Secretary: Mr X is on the phone, he urgently needs to speak with you

Partner: tell him I'm busy, and I'll call him back

Secretary: he's asking when?

Partner: when the Messiah comes....

I think thats a fair comment on most peoples expectations on that front.... its not considered reality by normal people.....


----------



## lukeee (Aug 17, 2009)

A soldier has just been killed by a rocket so it seems hamas are making the most of it before and if a cease fire comes onto place..


----------



## lukeee (Aug 17, 2009)

ausbuilt said:


> Zionism is a funny thing. There are religious Zionists, who where desperate for a modern Israel, then there are ultra-orthodox religious NON-Zionists- because they believe only G-D can re-instate the state of Israel, not man...
> 
> For a very minority religion (not helped by the holocaust wiping out half), there are more splinter groups/factions in judaism than the average person suspects- trying to get a group of jews to agree on a course of action, especially in terms of politics and religion, is akin to herding cats :lol: Every f**Ker thinks he's smarter than the next f**Ker..
> 
> ...


Aus thats a great post mate and the way you have kept your dignity in this thread is something we can all learn from, big respect to ya fella and i hope any family you have out there are safe and sound! :thumbup1:


----------



## RockyD (Oct 8, 2012)

That people are actually trying to argue that Israel has some kind of moral high ground just shows how powerful western media is.

The fact that since 1967 Israel has bulldozed tens of thousands of Palestinian homes and ran the inhabitants off the land is conveniently overlooked when our media labels Hamas as terrorists for apparently targeting civilians.

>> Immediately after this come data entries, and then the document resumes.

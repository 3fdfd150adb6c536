//! `infl-core`: foundational types for the influence simulator.
//!
//! This crate is a dependency of every other `infl-*` crate.  It has no
//! `infl-*` dependencies and minimal external ones (only `rand` and
//! `thiserror`, plus optional `serde`).
//!
//! # What lives here
//!
//! | Module       | Contents                                                |
//! |--------------|---------------------------------------------------------|
//! | [`ids`]      | `NodeId`                                                |
//! | [`graph`]    | `Graph` (undirected CSR), `GraphBuilder`                |
//! | [`rng`]      | `RunRng` (per-run), `draw_campaign_seed`                |
//! | [`config`]   | `CampaignConfig`                                        |
//! | [`result`]   | `SimulationResult`, `Peak`                              |
//! | [`generate`] | Deterministic random graph generators                   |
//! | [`error`]    | `InflError`, `InflResult`                               |
//!
//! # Feature flags
//!
//! | Flag    | Effect                                                     |
//! |---------|------------------------------------------------------------|
//! | `serde` | Adds `Serialize`/`Deserialize` to config and result types. |

pub mod config;
pub mod error;
pub mod generate;
pub mod graph;
pub mod ids;
pub mod result;
pub mod rng;

#[cfg(test)]
mod tests;

// ── Re-exports ────────────────────────────────────────────────────────────────

pub use config::CampaignConfig;
pub use error::{InflError, InflResult};
pub use graph::{Graph, GraphBuilder};
pub use ids::NodeId;
pub use result::{Peak, SimulationResult};
pub use rng::{RunRng, draw_campaign_seed};
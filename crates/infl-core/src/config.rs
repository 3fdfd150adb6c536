//! Campaign configuration.

use std::num::NonZeroUsize;

use crate::{InflError, InflResult};

/// Parameters for one campaign: a sweep of single-seed cascades over every
/// node of a graph.
///
/// Typically assembled by the application from CLI flags and a model config
/// file, then validated once before any simulation work starts.
#[derive(Clone, Debug, PartialEq)]
#[cfg_attr(feature = "serde", derive(serde::Serialize, serde::Deserialize))]
#[cfg_attr(feature = "serde", serde(default))]
pub struct CampaignConfig {
    /// Per-attempt infection probability `p`.  Must lie in `[0, 1]`.
    pub infection_probability: f64,

    /// Campaign RNG seed.  `None` draws one from OS entropy at campaign start.
    pub random_seed: Option<u64>,

    /// Worker thread count.  `1` runs sequentially; `<= 0` uses all
    /// available cores.
    pub worker_count: i64,

    /// Nodes per dispatched batch in parallel mode.  Must be `>= 1`.
    pub chunk_size: usize,

    /// Report per-node progress to the observer.
    pub show_progress: bool,
}

impl Default for CampaignConfig {
    fn default() -> Self {
        Self {
            infection_probability: 0.0,
            random_seed:           None,
            worker_count:          1,
            chunk_size:            1,
            show_progress:         false,
        }
    }
}

impl CampaignConfig {
    /// Config with the given probability and defaults for everything else.
    pub fn new(infection_probability: f64) -> Self {
        Self { infection_probability, ..Self::default() }
    }

    pub fn with_seed(mut self, seed: u64) -> Self {
        self.random_seed = Some(seed);
        self
    }

    pub fn with_workers(mut self, worker_count: i64) -> Self {
        self.worker_count = worker_count;
        self
    }

    pub fn with_chunk_size(mut self, chunk_size: usize) -> Self {
        self.chunk_size = chunk_size;
        self
    }

    pub fn with_progress(mut self, show_progress: bool) -> Self {
        self.show_progress = show_progress;
        self
    }

    /// Reject out-of-range values.
    pub fn validate(&self) -> InflResult<()> {
        validate_probability(self.infection_probability)?;
        if self.chunk_size == 0 {
            return Err(InflError::InvalidParameter(
                "chunk_size must be at least 1".into(),
            ));
        }
        Ok(())
    }

    /// The concrete number of worker threads this config asks for.
    ///
    /// Non-positive values resolve to the number of available cores
    /// (falling back to 1 if that cannot be determined).
    pub fn resolved_workers(&self) -> usize {
        if self.worker_count > 0 {
            self.worker_count as usize
        } else {
            std::thread::available_parallelism()
                .map(NonZeroUsize::get)
                .unwrap_or(1)
        }
    }
}

/// Check that `p` is a finite probability in `[0, 1]`.
pub fn validate_probability(p: f64) -> InflResult<()> {
    if p.is_finite() && (0.0..=1.0).contains(&p) {
        Ok(())
    } else {
        Err(InflError::InvalidParameter(format!(
            "infection probability must be in [0, 1], got {p}"
        )))
    }
}
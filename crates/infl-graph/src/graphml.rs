//! GraphML format.
//!
//! Only the structure is read: `<node id="…">` declares a node,
//! `<edge source="…" target="…">` an edge.  `<key>`/`<data>` attributes,
//! comments, processing instructions, and `edgedefault` are ignored; every
//! graph is read as undirected.  Nodes are ordered by declaration, with any
//! node first seen as an edge endpoint appended where it appears.

use std::io::{Read, Write};

use infl_core::Graph;

use crate::{GraphError, GraphFormat, GraphResult, LabelMap};

const HEADER: &str = r#"<?xml version='1.0' encoding='utf-8'?>
<graphml xmlns="http://graphml.graphdrawing.org/xmlns" xmlns:xsi="http://www.w3.org/2001/XMLSchema-instance" xsi:schemaLocation="http://graphml.graphdrawing.org/xmlns http://graphml.graphdrawing.org/xmlns/1.0/graphml.xsd">"#;

fn err(line: usize, message: impl Into<String>) -> GraphError {
    GraphError::parse(GraphFormat::GraphMl, line, message)
}

pub fn read<R: Read>(mut reader: R) -> GraphResult<LabelMap> {
    let mut text = String::new();
    reader.read_to_string(&mut text)?;

    let mut labels = LabelMap::new();
    let mut saw_graph = false;

    for tag in Tags::new(&text) {
        let tag = tag?;
        match tag.name {
            "graph" => saw_graph = true,
            "node" => {
                let id = tag.attr("id").ok_or_else(|| err(tag.line, "<node> without `id`"))?;
                labels.intern(&id)?;
            }
            "edge" => {
                let source = tag.attr("source").ok_or_else(|| err(tag.line, "<edge> without `source`"))?;
                let target = tag.attr("target").ok_or_else(|| err(tag.line, "<edge> without `target`"))?;
                labels.add_edge(&source, &target)?;
            }
            _ => {}
        }
    }

    if !saw_graph {
        return Err(err(1, "no <graph> element"));
    }
    Ok(labels)
}

pub fn write<W: Write>(graph: &Graph, mut w: W) -> GraphResult<()> {
    writeln!(w, "{HEADER}")?;
    writeln!(w, "  <graph edgedefault=\"undirected\">")?;
    for node in graph.nodes() {
        writeln!(w, "    <node id=\"{node}\" />")?;
    }
    for (a, b) in graph.edges() {
        writeln!(w, "    <edge source=\"{a}\" target=\"{b}\" />")?;
    }
    writeln!(w, "  </graph>")?;
    writeln!(w, "</graphml>")?;
    Ok(())
}

// ── Tag scanner ───────────────────────────────────────────────────────────────

/// An opening (or self-closing) element tag.
struct Tag<'a> {
    name:  &'a str,
    attrs: Vec<(&'a str, &'a str)>,
    line:  usize,
}

impl Tag<'_> {
    /// Attribute value with XML entities decoded.
    fn attr(&self, key: &str) -> Option<String> {
        self.attrs
            .iter()
            .find(|(k, _)| *k == key)
            .map(|(_, v)| unescape(v))
    }
}

/// Iterator over the opening tags of an XML document, skipping closing
/// tags, comments, declarations, and text content.
struct Tags<'a> {
    text: &'a str,
    pos:  usize,
    line: usize,
}

impl<'a> Tags<'a> {
    fn new(text: &'a str) -> Self {
        Self { text, pos: 0, line: 1 }
    }

    /// Move `pos` to just past `needle`, counting newlines.
    fn skip_past(&mut self, needle: &str) -> GraphResult<()> {
        let rest = &self.text[self.pos..];
        let Some(i) = rest.find(needle) else {
            return Err(err(self.line, format!("missing `{needle}`")));
        };
        self.line += rest[..i + needle.len()].matches('\n').count();
        self.pos += i + needle.len();
        Ok(())
    }

    fn parse_tag(&mut self) -> GraphResult<Option<Tag<'a>>> {
        let text: &'a str = self.text;
        let start_line = self.line;
        let body_start = self.pos + 1;

        // Find the closing '>' outside quoted attribute values.
        let mut quote: Option<u8> = None;
        let mut end = None;
        for (i, &b) in text.as_bytes()[body_start..].iter().enumerate() {
            match (quote, b) {
                (Some(q), b) if b == q => quote = None,
                (None, b'"' | b'\'') => quote = Some(b),
                (None, b'>') => {
                    end = Some(body_start + i);
                    break;
                }
                _ => {}
            }
        }
        let end = end.ok_or_else(|| err(start_line, "unterminated tag"))?;
        let body = &text[body_start..end];
        self.line += body.matches('\n').count();
        self.pos = end + 1;

        if body.starts_with('/') {
            return Ok(None);
        }

        let body = body.strip_suffix('/').unwrap_or(body);
        let name_end = body.find(|c: char| c.is_whitespace()).unwrap_or(body.len());
        let name = local_name(&body[..name_end]);
        let attrs = parse_attrs(&body[name_end..]).map_err(|m| err(start_line, m))?;
        Ok(Some(Tag { name, attrs, line: start_line }))
    }
}

impl<'a> Iterator for Tags<'a> {
    type Item = GraphResult<Tag<'a>>;

    fn next(&mut self) -> Option<Self::Item> {
        loop {
            let rest = &self.text[self.pos..];
            let i = rest.find('<')?;
            self.line += rest[..i].matches('\n').count();
            self.pos += i;
            let rest = &self.text[self.pos..];

            let skipped = if rest.starts_with("<!--") {
                self.skip_past("-->")
            } else if rest.starts_with("<![CDATA[") {
                self.skip_past("]]>")
            } else if rest.starts_with("<?") {
                self.skip_past("?>")
            } else if rest.starts_with("<!") {
                self.skip_past(">")
            } else {
                match self.parse_tag() {
                    Ok(Some(tag)) => return Some(Ok(tag)),
                    Ok(None)      => continue,
                    Err(e)        => Err(e),
                }
            };
            if let Err(e) = skipped {
                // Stop after the first error.
                self.pos = self.text.len();
                return Some(Err(e));
            }
        }
    }
}

/// Strip an XML namespace prefix (`gml:node` → `node`).
fn local_name(name: &str) -> &str {
    name.rsplit(':').next().unwrap_or(name)
}

fn parse_attrs(mut s: &str) -> Result<Vec<(&str, &str)>, String> {
    let mut attrs = Vec::new();
    loop {
        s = s.trim_start();
        if s.is_empty() {
            return Ok(attrs);
        }
        let eq = s.find('=').ok_or_else(|| format!("malformed attribute near {s:?}"))?;
        let key = s[..eq].trim();
        let after = s[eq + 1..].trim_start();
        let quote = after
            .chars()
            .next()
            .filter(|c| *c == '"' || *c == '\'')
            .ok_or_else(|| format!("unquoted value for attribute {key:?}"))?;
        let close = after[1..]
            .find(quote)
            .ok_or_else(|| format!("unterminated value for attribute {key:?}"))?;
        attrs.push((key, &after[1..1 + close]));
        s = &after[close + 2..];
    }
}

fn unescape(s: &str) -> String {
    if !s.contains('&') {
        return s.to_owned();
    }
    s.replace("&quot;", "\"")
        .replace("&apos;", "'")
        .replace("&lt;", "<")
        .replace("&gt;", ">")
        .replace("&amp;", "&")
}
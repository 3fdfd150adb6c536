//! The `InfluenceSimulator` trait and its Independent Cascade variant.

use std::sync::Arc;

use infl_core::{CampaignConfig, Graph, NodeId, Peak, RunRng, SimulationResult};
use infl_core::config::validate_probability;
use infl_core::draw_campaign_seed;
use infl_model::{DiffusionModel, IndependentCascade};

use crate::SimResult;

/// A family of single-seed simulations over one graph.
///
/// Implementors only need to say how a run is seeded
/// ([`init_simulation`](Self::init_simulation)); the provided
/// [`simulate_node`](Self::simulate_node) drives any [`DiffusionModel`] to
/// termination and reduces it to a [`SimulationResult`].
///
/// # Thread safety
///
/// [`Campaign`][crate::Campaign] calls `simulate_node` for many nodes in
/// parallel, so implementations must be `Send + Sync`.  Every call must
/// build its own model; the simulator itself holds only read-only data.
pub trait InfluenceSimulator: Send + Sync {
    /// Registry tag of this variant.
    fn name(&self) -> &'static str;

    /// The graph every run spreads over.
    fn graph(&self) -> &Graph;

    /// Per-attempt infection probability of every run.
    fn infection_probability(&self) -> f64;

    /// Seed from which every run's RNG is derived.
    fn campaign_seed(&self) -> u64;

    /// Build a fresh model with only `node` infected.
    fn init_simulation(&self, node: NodeId) -> SimResult<Box<dyn DiffusionModel + '_>>;

    /// Run one cascade seeded at `node` to completion.
    ///
    /// The peak starts at one infected node at iteration 0 (the seed) and
    /// moves only on strict improvement, so ties keep the earliest
    /// iteration.
    fn simulate_node(&self, node: NodeId) -> SimResult<SimulationResult> {
        let mut model = self.init_simulation(node)?;

        let mut peak = Peak::SEEDED;
        while !model.is_terminated() {
            model.step();
            peak.observe(model.summary().infected, model.iteration());
        }

        let last = model.summary();
        Ok(SimulationResult {
            node,
            simulation_length: model.iteration(),
            exposed:           last.recovered,
            not_exposed:       last.susceptible,
            peak_infected:     peak.infected,
            peak_iteration:    peak.iteration,
        })
    }
}

// ── IndependentCascadeSimulator ───────────────────────────────────────────────

/// Seeds one [`IndependentCascade`] per node.
pub struct IndependentCascadeSimulator {
    graph:                 Arc<Graph>,
    infection_probability: f64,
    campaign_seed:         u64,
}

impl IndependentCascadeSimulator {
    pub const TAG: &'static str = "IndependentCascadeSimulator";

    /// Create a simulator.  A missing `random_seed` draws one campaign seed
    /// from OS entropy now, fixed for the simulator's lifetime.
    pub fn new(
        graph:                 Arc<Graph>,
        infection_probability: f64,
        random_seed:           Option<u64>,
    ) -> SimResult<Self> {
        validate_probability(infection_probability)?;
        Ok(Self {
            graph,
            infection_probability,
            campaign_seed: random_seed.unwrap_or_else(draw_campaign_seed),
        })
    }

    /// Take the probability and seed from a campaign config.
    pub fn from_config(graph: Arc<Graph>, config: &CampaignConfig) -> SimResult<Self> {
        Self::new(graph, config.infection_probability, config.random_seed)
    }

    /// Concrete-typed variant of [`InfluenceSimulator::init_simulation`].
    pub fn seeded_model(&self, node: NodeId) -> SimResult<IndependentCascade<'_>> {
        let rng = RunRng::new(self.campaign_seed, node);
        let mut model = IndependentCascade::new(&self.graph, self.infection_probability, rng)?;
        model.infect(node)?;
        Ok(model)
    }
}

impl InfluenceSimulator for IndependentCascadeSimulator {
    fn name(&self) -> &'static str {
        Self::TAG
    }

    fn graph(&self) -> &Graph {
        &self.graph
    }

    fn infection_probability(&self) -> f64 {
        self.infection_probability
    }

    fn campaign_seed(&self) -> u64 {
        self.campaign_seed
    }

    fn init_simulation(&self, node: NodeId) -> SimResult<Box<dyn DiffusionModel + '_>> {
        Ok(Box::new(self.seeded_model(node)?))
    }
}
//! `infl-sim`: per-node cascade simulation and campaign orchestration.
//!
//! # Campaign loop
//!
//! ```text
//! for node in graph.nodes():                 (sequential, or batched on a
//!   model = simulator.init_simulation(node)   Rayon pool with `parallel`)
//!   peak  = (1, 0)
//!   while !model.is_terminated():
//!     model.step()
//!     peak.observe(model.summary().infected, model.iteration())
//!   emit SimulationResult
//! collect results in node order
//! ```
//!
//! # Cargo features
//!
//! | Feature    | Effect                                                 |
//! |------------|--------------------------------------------------------|
//! | `parallel` | Runs batches of nodes on a Rayon thread pool (default).|
//!
//! # Quick-start
//!
//! ```rust,ignore
//! use infl_core::CampaignConfig;
//! use infl_sim::{Campaign, IndependentCascadeSimulator, NoopObserver};
//!
//! let config = CampaignConfig::new(0.1).with_seed(42).with_workers(4);
//! let sim = IndependentCascadeSimulator::from_config(graph, &config)?;
//! let results = Campaign::new(config)?.run(&sim, &NoopObserver)?;
//! ```

pub mod campaign;
pub mod error;
pub mod observer;
pub mod registry;
pub mod simulator;


pub use campaign::Campaign;
pub use error::{SimError, SimResult};
pub use observer::{CampaignObserver, NoopObserver};
pub use registry::{ModelConfig, ModelRegistry};
pub use simulator::{IndependentCascadeSimulator, InfluenceSimulator};
use std::path::PathBuf;

use infl_core::{InflError, NodeId};
use thiserror::Error;

#[derive(Debug, Error)]
pub enum SimError {
    #[error(transparent)]
    Core(#[from] InflError),

    #[error("unknown model type {tag:?}; known types: {known}")]
    UnknownModel { tag: String, known: String },

    #[error("invalid model config: {0}")]
    ConfigParse(#[from] serde_json::Error),

    #[error("cannot read model config {path}: {source}")]
    ModelConfigIo {
        path:   PathBuf,
        source: std::io::Error,
    },

    /// The campaign config and the simulator disagree on a model parameter.
    #[error("campaign {field} {campaign} does not match the simulator's {simulator}")]
    ConfigMismatch {
        field:     &'static str,
        campaign:  String,
        simulator: String,
    },

    #[error("simulation of node {node} failed: {reason}")]
    NodeFailed { node: NodeId, reason: String },

    #[error("failed to build worker pool: {0}")]
    ThreadPool(String),
}

pub type SimResult<T> = Result<T, SimError>;
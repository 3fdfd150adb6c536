//! Core error type.
//!
//! Sub-crates define their own error enums and wrap `InflError` as one
//! variant via `#[from]`.

use thiserror::Error;

use crate::NodeId;

/// The top-level error type for `infl-core`.
#[derive(Debug, Error)]
pub enum InflError {
    /// An out-of-range configuration value, rejected before any work starts.
    #[error("invalid parameter: {0}")]
    InvalidParameter(String),

    #[error("node {node} out of range for graph with {count} nodes")]
    NodeOutOfRange { node: NodeId, count: usize },
}

/// Shorthand result type for `infl-core`.
pub type InflResult<T> = Result<T, InflError>;
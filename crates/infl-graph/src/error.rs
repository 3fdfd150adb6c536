//! Graph I/O error type.

use thiserror::Error;

use crate::GraphFormat;

/// Errors produced by `infl-graph`.
#[derive(Debug, Error)]
pub enum GraphError {
    /// No reader/writer exists for this file extension.
    #[error("graph format {0:?} not supported (expected one of: adjlist, edgelist, gml, graphml, net, pajek)")]
    UnsupportedFormat(String),

    #[error("{format} parse error on line {line}: {message}")]
    Parse {
        format:  GraphFormat,
        line:    usize,
        message: String,
    },

    #[error("graph has more nodes than fit in a 32-bit node id")]
    TooManyNodes,

    #[error("I/O error: {0}")]
    Io(#[from] std::io::Error),
}

impl GraphError {
    pub(crate) fn parse(format: GraphFormat, line: usize, message: impl Into<String>) -> Self {
        GraphError::Parse { format, line, message: message.into() }
    }
}

pub type GraphResult<T> = Result<T, GraphError>;
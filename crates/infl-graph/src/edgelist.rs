//! Edge-list format.
//!
//! ```text
//! # comment
//! 0 1 {}
//! 0 2 {'weight': 3}
//! ```
//!
//! One edge per line: the first two whitespace-separated tokens are the
//! endpoints, anything after them (attribute dicts, weights) is ignored.
//! Isolated nodes cannot be expressed in this format.

use std::io::{BufRead, BufReader, Read, Write};

use infl_core::Graph;

use crate::adjlist::strip_comment;
use crate::{GraphError, GraphFormat, GraphResult, LabelMap};

pub fn read<R: Read>(reader: R) -> GraphResult<LabelMap> {
    let mut labels = LabelMap::new();
    for (i, line) in BufReader::new(reader).lines().enumerate() {
        let line = line?;
        let mut tokens = strip_comment(&line).split_whitespace();
        match (tokens.next(), tokens.next()) {
            (None, _) => continue,
            (Some(u), Some(v)) => labels.add_edge(u, v)?,
            (Some(u), None) => {
                return Err(GraphError::parse(
                    GraphFormat::EdgeList,
                    i + 1,
                    format!("edge needs two endpoints, found only {u:?}"),
                ));
            }
        }
    }
    Ok(labels)
}

pub fn write<W: Write>(graph: &Graph, mut w: W) -> GraphResult<()> {
    for (a, b) in graph.edges() {
        writeln!(w, "{a} {b} {{}}")?;
    }
    Ok(())
}
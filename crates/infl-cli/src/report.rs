//! Run timing and memory reporting.

use std::time::Duration;

use memory_stats::memory_stats;
use tracing::info;

/// Render `elapsed` as `H:MM:SS[.ffffff]`, prefixed by `N day(s), ` past 24h.
///
/// Sub-second digits appear only when the duration has a non-zero
/// microsecond part, and are truncated to `digits` (`None` keeps all six,
/// `Some(0)` drops them along with the dot).
pub fn format_elapsed(elapsed: Duration, digits: Option<usize>) -> String {
    let total_us = elapsed.as_micros();
    let micros = (total_us % 1_000_000) as u32;
    let secs = (total_us / 1_000_000) as u64;

    let days = secs / 86_400;
    let (h, m, s) = ((secs % 86_400) / 3600, (secs % 3600) / 60, secs % 60);

    let mut out = match days {
        0 => String::new(),
        1 => "1 day, ".to_owned(),
        n => format!("{n} days, "),
    };
    out.push_str(&format!("{h}:{m:02}:{s:02}"));

    if micros != 0 {
        let frac = format!("{micros:06}");
        let keep = digits.unwrap_or(6).min(6);
        if keep > 0 {
            out.push('.');
            out.push_str(&frac[..keep]);
        }
    }
    out
}

/// Current resident set size in MiB, or `None` where the platform does not
/// report it.
pub fn resident_mib() -> Option<f64> {
    memory_stats().map(|s| s.physical_mem as f64 / (1024.0 * 1024.0))
}

/// Log the resident set size at the time of the call: the process's current
/// footprint, not its high-water mark.
pub fn log_memory() {
    match resident_mib() {
        Some(mib) => info!("Memory used: {mib:.2} MiB"),
        None      => info!("Memory used: unavailable"),
    }
}
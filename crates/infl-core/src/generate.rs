//! Deterministic random graph generators for tests, demos, and benchmarks.

use rand::rngs::SmallRng;
use rand::seq::SliceRandom;
use rand::SeedableRng;

use crate::{Graph, GraphBuilder, InflError, InflResult, NodeId};

/// Barabási–Albert preferential-attachment graph with `n` nodes.
///
/// Starts from a star on `m + 1` nodes; every later node attaches to `m`
/// distinct existing nodes chosen with probability proportional to degree.
/// The same `(n, m, seed)` always yields the same graph.
///
/// # Errors
/// [`InflError::InvalidParameter`] unless `1 <= m < n`.
pub fn barabasi_albert(n: usize, m: usize, seed: u64) -> InflResult<Graph> {
    if m < 1 || m >= n {
        return Err(InflError::InvalidParameter(format!(
            "Barabási–Albert network must have m >= 1 and m < n, got m = {m}, n = {n}"
        )));
    }

    let mut rng = SmallRng::seed_from_u64(seed);
    let mut b = GraphBuilder::with_capacity(n, (n - m) * m);

    // Star: hub 0 joined to 1..=m.
    let mut repeated: Vec<NodeId> = Vec::with_capacity(2 * n * m);
    for leaf in 1..=m as u32 {
        b.add_edge(NodeId(0), NodeId(leaf));
        repeated.push(NodeId(0));
        repeated.push(NodeId(leaf));
    }

    let mut targets: Vec<NodeId> = Vec::with_capacity(m);
    for source in (m + 1) as u32..n as u32 {
        targets.clear();
        while targets.len() < m {
            // `repeated` is never empty here: the star seeded it.
            if let Some(&t) = repeated.choose(&mut rng) {
                if !targets.contains(&t) {
                    targets.push(t);
                }
            }
        }
        for &t in &targets {
            b.add_edge(NodeId(source), t);
        }
        repeated.extend_from_slice(&targets);
        repeated.extend(std::iter::repeat_n(NodeId(source), m));
    }

    Ok(b.build())
}
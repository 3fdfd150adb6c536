//! Independent Cascade model.
//!
//! # Transition rule
//!
//! ```text
//! each iteration:
//!   ① every infected node u, in frontier order:
//!        for each susceptible neighbor v of u (ascending id):
//!          with probability p, v becomes infected for the NEXT iteration
//!   ② every node infected at the start of the iteration becomes recovered
//!   ③ iteration += 1
//! ```
//!
//! Nodes infected during ① are not part of the current frontier, so they
//! cannot spread until the following iteration.  A node is contagious for
//! exactly one iteration.  The run terminates when the frontier is empty.
//!
//! Since no node can be infected twice, a run seeded at one node performs at
//! most `node_count` iterations.

use infl_core::config::validate_probability;
use infl_core::{Graph, InflError, InflResult, NodeId, RunRng};

use crate::{DiffusionModel, NodeState, StateSummary};

/// One Independent Cascade run over a borrowed graph.
pub struct IndependentCascade<'g> {
    graph:                 &'g Graph,
    infection_probability: f64,
    states:                Vec<NodeState>,
    /// Nodes currently in `Infected`, in the order they were infected.
    frontier:              Vec<NodeId>,
    /// Scratch buffer for the next frontier, reused across iterations.
    next:                  Vec<NodeId>,
    summary:               StateSummary,
    iteration:             u32,
    rng:                   RunRng,
}

impl<'g> IndependentCascade<'g> {
    /// A run with every node susceptible.
    ///
    /// The model starts terminated; seed it with [`infect`](Self::infect).
    ///
    /// # Errors
    /// [`InflError::InvalidParameter`] if `infection_probability` is not in
    /// `[0, 1]`.
    pub fn new(graph: &'g Graph, infection_probability: f64, rng: RunRng) -> InflResult<Self> {
        validate_probability(infection_probability)?;
        let n = graph.node_count();
        Ok(Self {
            graph,
            infection_probability,
            states:    vec![NodeState::Susceptible; n],
            frontier:  Vec::new(),
            next:      Vec::new(),
            summary:   StateSummary { susceptible: n as u32, infected: 0, recovered: 0 },
            iteration: 0,
            rng,
        })
    }

    /// Mark a susceptible node as infected.
    ///
    /// Returns `Ok(false)` (and changes nothing) if the node is already
    /// infected or recovered.
    ///
    /// # Errors
    /// [`InflError::NodeOutOfRange`] if `node` is not in the graph.
    pub fn infect(&mut self, node: NodeId) -> InflResult<bool> {
        if !self.graph.contains(node) {
            return Err(InflError::NodeOutOfRange { node, count: self.graph.node_count() });
        }
        if self.states[node.index()] != NodeState::Susceptible {
            return Ok(false);
        }
        self.states[node.index()] = NodeState::Infected;
        self.frontier.push(node);
        self.summary.susceptible -= 1;
        self.summary.infected += 1;
        Ok(true)
    }

    /// Full per-node state vector, indexed by `NodeId`.
    pub fn states(&self) -> &[NodeState] {
        &self.states
    }

    /// Nodes infected right now.
    pub fn infected(&self) -> &[NodeId] {
        &self.frontier
    }
}

impl DiffusionModel for IndependentCascade<'_> {
    fn step(&mut self) {
        if self.frontier.is_empty() {
            return;
        }

        let p = self.infection_probability;
        self.next.clear();

        // ① attempts from the current frontier
        for &u in &self.frontier {
            for &v in self.graph.neighbors(u) {
                let slot = &mut self.states[v.index()];
                if *slot == NodeState::Susceptible && self.rng.gen_bool(p) {
                    *slot = NodeState::Infected;
                    self.next.push(v);
                }
            }
        }

        // ② the whole starting frontier recovers
        for &u in &self.frontier {
            self.states[u.index()] = NodeState::Recovered;
        }

        let newly = self.next.len() as u32;
        self.summary.recovered += self.summary.infected;
        self.summary.susceptible -= newly;
        self.summary.infected = newly;

        std::mem::swap(&mut self.frontier, &mut self.next);

        // ③
        self.iteration += 1;
    }

    #[inline]
    fn is_terminated(&self) -> bool {
        self.frontier.is_empty()
    }

    #[inline]
    fn iteration(&self) -> u32 {
        self.iteration
    }

    fn state(&self, node: NodeId) -> NodeState {
        self.states[node.index()]
    }

    #[inline]
    fn summary(&self) -> StateSummary {
        self.summary
    }
}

Israel has also moved more than half a million of it's own civilian population into the occupied territories in contravention of the 4th Geneva Convention. The International Court of Justice states that Israeli settlements are illegal. The UN has targeted Israel with 60 odd resolutions condemning them for the building of settlements and for their general inhumane treatment of Palestinians. Not a single nation on earth recognises the legitimacy of Israel's settlements.

So if Israel totally disregards the UN Security Council, International Law, the Geneva Conventions, why does anyone expect Hamas to follow any sort of code of conduct?

Whichever way you spin it Israel is the aggressor.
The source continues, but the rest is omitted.